Please set the lines down again exactly, from the top of the entries through the line that contains "pub fn push(&self, push: Push)".

##### INFORMATION

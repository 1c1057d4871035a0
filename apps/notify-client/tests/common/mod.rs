#![allow(dead_code)]

use std::net::SocketAddr;
use std::sync::atomic::{AtomicBool, AtomicUsize, Ordering};
use std::sync::Arc;
use std::time::Duration;

use axum::extract::ws::{CloseFrame, Message, WebSocket, WebSocketUpgrade};
use axum::extract::{Path, Query, State};
use axum::http::{HeaderMap, StatusCode};
use axum::response::{IntoResponse, Response};
use axum::routing::{get, put};
use axum::{Json, Router};
use chrono::{TimeZone, Utc};
use parking_lot::Mutex;
use serde::Deserialize;
use tokio::sync::mpsc;
use tokio::time;

use notify_client::auth::MemorySession;
use notify_client::config::Config;
use notify_common::NotificationRecord;

pub const TOKEN: &str = "integration-token";

/// What a test asks an open server-side socket to do.
pub enum Push {
    Frame(String),
    Close(u16),
}

/// In-memory state behind the test notification server.
pub struct ServerState {
    pub records: Mutex<Vec<NotificationRecord>>,
    pub sockets: Mutex<Vec<mpsc::UnboundedSender<Push>>>,
    pub ws_accepted: AtomicUsize,
    pub ws_rejected: AtomicUsize,
    pub fail_mutations: AtomicBool,
    pub garbled_lists: AtomicBool,
    pub close_replies: AtomicUsize,
    pub seen_tokens: Mutex<Vec<String>>,
}

impl ServerState {
    fn new(records: Vec<NotificationRecord>) -> Self {
        Self {
            records: Mutex::new(records),
            sockets: Mutex::new(Vec::new()),
            ws_accepted: AtomicUsize::new(0),
            ws_rejected: AtomicUsize::new(0),
            fail_mutations: AtomicBool::new(false),
            garbled_lists: AtomicBool::new(false),
            close_replies: AtomicUsize::new(0),
            seen_tokens: Mutex::new(Vec::new()),
        }
    }

    /// Push to the most recently accepted socket.
    pub fn push(&self, push: Push) {
        if let Some(tx) = self.sockets.lock().last() {
            let _ = tx.send(push);
        }
    }

    pub fn accepted(&self) -> usize {
        self.ws_accepted.load(Ordering::SeqCst)
    }

    pub fn rejected(&self) -> usize {
        self.ws_rejected.load(Ordering::SeqCst)
    }

    /// Server-initiated closes the client answered with its own close frame.
    pub fn close_replies(&self) -> usize {
        self.close_replies.load(Ordering::SeqCst)
    }
}

pub struct TestServer {
    pub addr: SocketAddr,
    pub state: Arc<ServerState>,
}

impl TestServer {
    pub fn base_url(&self) -> String {
        format!("http://{}", self.addr)
    }
}

/// Start an actual TCP server with the live channel and REST endpoints.
pub async fn start_server(records: Vec<NotificationRecord>) -> TestServer {
    let state = Arc::new(ServerState::new(records));
    let app = Router::new()
        .route("/ws/notifications", get(live_channel))
        .route("/api/v1/notifications/new", get(fetch_new))
        .route("/api/v1/notifications/history", get(fetch_history))
        .route("/api/v1/notifications/read-all", put(mark_all_read))
        .route("/api/v1/notifications/{id}/read", put(mark_read))
        .with_state(state.clone());

    let listener = tokio::net::TcpListener::bind("127.0.0.1:0")
        .await
        .expect("bind");
    let addr = listener.local_addr().unwrap();

    tokio::spawn(async move {
        axum::serve(listener, app).await.unwrap();
    });

    TestServer { addr, state }
}

/// Client config pointed at `server` with short timers.
pub fn test_config(server: &TestServer) -> Config {
    let mut config = Config::new(server.base_url());
    config.reconnect_delay = Duration::from_millis(50);
    config.reconnect_ceiling = 3;
    config.debounce = Duration::from_millis(20);
    config.poll_interval = Duration::from_millis(200);
    config
}

pub fn logged_in_session() -> Arc<MemorySession> {
    Arc::new(MemorySession::logged_in(TOKEN))
}

pub fn record(id: i64, is_read: bool) -> NotificationRecord {
    NotificationRecord {
        id,
        title: format!("Notification {id}"),
        contents: "body".to_string(),
        kind: "system".to_string(),
        warn_level: 1,
        is_read,
        created_at: Utc.with_ymd_and_hms(2024, 5, 1, 10, 0, 0).unwrap(),
    }
}

pub fn frame(record: &NotificationRecord) -> String {
    serde_json::to_string(record).unwrap()
}

/// Poll `cond` until it holds or five seconds pass.
pub async fn eventually(mut cond: impl FnMut() -> bool) {
    let deadline = time::Instant::now() + Duration::from_secs(5);
    while !cond() {
        assert!(time::Instant::now() < deadline, "condition not met in time");
        time::sleep(Duration::from_millis(10)).await;
    }
}

// ---------------------------------------------------------------------------
// Handlers
// ---------------------------------------------------------------------------

#[derive(Deserialize)]
struct TokenQuery {
    token: Option<String>,
}

async fn live_channel(
    ws: WebSocketUpgrade,
    Query(query): Query<TokenQuery>,
    State(state): State<Arc<ServerState>>,
) -> Response {
    let token = query.token.unwrap_or_default();
    state.seen_tokens.lock().push(token.clone());
    if token != TOKEN {
        state.ws_rejected.fetch_add(1, Ordering::SeqCst);
        return StatusCode::UNAUTHORIZED.into_response();
    }

    state.ws_accepted.fetch_add(1, Ordering::SeqCst);
    let (tx, rx) = mpsc::unbounded_channel();
    state.sockets.lock().push(tx);
    ws.on_upgrade(move |socket| serve_socket(socket, rx, state))
}

async fn serve_socket(
    mut socket: WebSocket,
    mut rx: mpsc::UnboundedReceiver<Push>,
    state: Arc<ServerState>,
) {
    loop {
        tokio::select! {
            push = rx.recv() => match push {
                Some(Push::Frame(text)) => {
                    if socket.send(Message::Text(text.into())).await.is_err() {
                        return;
                    }
                }
                Some(Push::Close(code)) => {
                    let frame = CloseFrame { code, reason: "".into() };
                    let _ = socket.send(Message::Close(Some(frame))).await;
                    // Wait for the client's reply to finish the close handshake.
                    let reply = time::timeout(Duration::from_secs(2), socket.recv()).await;
                    if matches!(reply, Ok(Some(Ok(Message::Close(_))))) {
                        state.close_replies.fetch_add(1, Ordering::SeqCst);
                    }
                    return;
                }
                None => return,
            },
            msg = socket.recv() => match msg {
                Some(Ok(Message::Close(_))) | Some(Err(_)) | None => return,
                Some(Ok(_)) => {}
            },
        }
    }
}

fn authorized(headers: &HeaderMap) -> bool {
    headers
        .get("authorization")
        .and_then(|v| v.to_str().ok())
        .is_some_and(|v| v == format!("Bearer {TOKEN}"))
}

async fn fetch_new(State(state): State<Arc<ServerState>>, headers: HeaderMap) -> Response {
    if !authorized(&headers) {
        return StatusCode::UNAUTHORIZED.into_response();
    }
    if state.garbled_lists.load(Ordering::SeqCst) {
        return (StatusCode::OK, "[{\"id\": \"not-a-number\"}]").into_response();
    }
    Json(state.records.lock().clone()).into_response()
}

#[derive(Deserialize)]
struct HistoryQuery {
    limit: usize,
}

async fn fetch_history(
    State(state): State<Arc<ServerState>>,
    Query(query): Query<HistoryQuery>,
    headers: HeaderMap,
) -> Result<Json<Vec<NotificationRecord>>, StatusCode> {
    if !authorized(&headers) {
        return Err(StatusCode::UNAUTHORIZED);
    }
    let records = state.records.lock();
    Ok(Json(records.iter().take(query.limit).cloned().collect()))
}

async fn mark_read(
    State(state): State<Arc<ServerState>>,
    Path(id): Path<i64>,
    headers: HeaderMap,
) -> StatusCode {
    if !authorized(&headers) {
        return StatusCode::UNAUTHORIZED;
    }
    if state.fail_mutations.load(Ordering::SeqCst) {
        return StatusCode::INTERNAL_SERVER_ERROR;
    }
    match state.records.lock().iter_mut().find(|r| r.id == id) {
        Some(record) => {
            record.is_read = true;
            StatusCode::NO_CONTENT
        }
        None => StatusCode::NOT_FOUND,
    }
}

async fn mark_all_read(State(state): State<Arc<ServerState>>, headers: HeaderMap) -> StatusCode {
    if !authorized(&headers) {
        return StatusCode::UNAUTHORIZED;
    }
    if state.fail_mutations.load(Ordering::SeqCst) {
        return StatusCode::INTERNAL_SERVER_ERROR;
    }
    for record in state.records.lock().iter_mut() {
        record.is_read = true;
    }
    StatusCode::NO_CONTENT
}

##########

- _ANSWER SPACE_
repository 1c1057d4871035a0
filename apps/notify-client/tests/common/mod.rs
#![allow(dead_code)]

use std::net::SocketAddr;
use std::sync::atomic::{AtomicBool, AtomicUsize, Ordering};
use std::sync::Arc;
use std::time::Duration;

use axum::extract::ws::{CloseFrame, Message, WebSocket, WebSocketUpgrade};
use axum::extract::{Path, Query, State};
use axum::http::{HeaderMap, StatusCode};
use axum::response::{IntoResponse, Response};
use axum::routing::{get, put};
use axum::{Json, Router};
use chrono::{TimeZone, Utc};
use parking_lot::Mutex;
use serde::Deserialize;
use tokio::sync::mpsc;
use tokio::time;

use notify_client::auth::MemorySession;
use notify_client::config::Config;
use notify_common::NotificationRecord;

pub const TOKEN: &str = "integration-token";

/// What a test asks an open server-side socket to do.
pub enum Push {
    Frame(String),
    Close(u16),
}

/// In-memory state behind the test notification server.
pub struct ServerState {
    pub records: Mutex<Vec<NotificationRecord>>,
    pub sockets: Mutex<Vec<mpsc::UnboundedSender<Push>>>,
    pub ws_accepted: AtomicUsize,
    pub ws_rejected: AtomicUsize,
    pub fail_mutations: AtomicBool,
    pub garbled_lists: AtomicBool,
    pub close_replies: AtomicUsize,
    pub seen_tokens: Mutex<Vec<String>>,
}

impl ServerState {
    fn new(records: Vec<NotificationRecord>) -> Self {
        Self {
            records: Mutex::new(records),
            sockets: Mutex::new(Vec::new()),
            ws_accepted: AtomicUsize::new(0),
            ws_rejected: AtomicUsize::new(0),
            fail_mutations: AtomicBool::new(false),
            garbled_lists: AtomicBool::new(false),
            close_replies: AtomicUsize::new(0),
            seen_tokens: Mutex::new(Vec::new()),
        }
    }

    /// Push to the most recently accepted socket.
    pub fn push(&self, push: Push) {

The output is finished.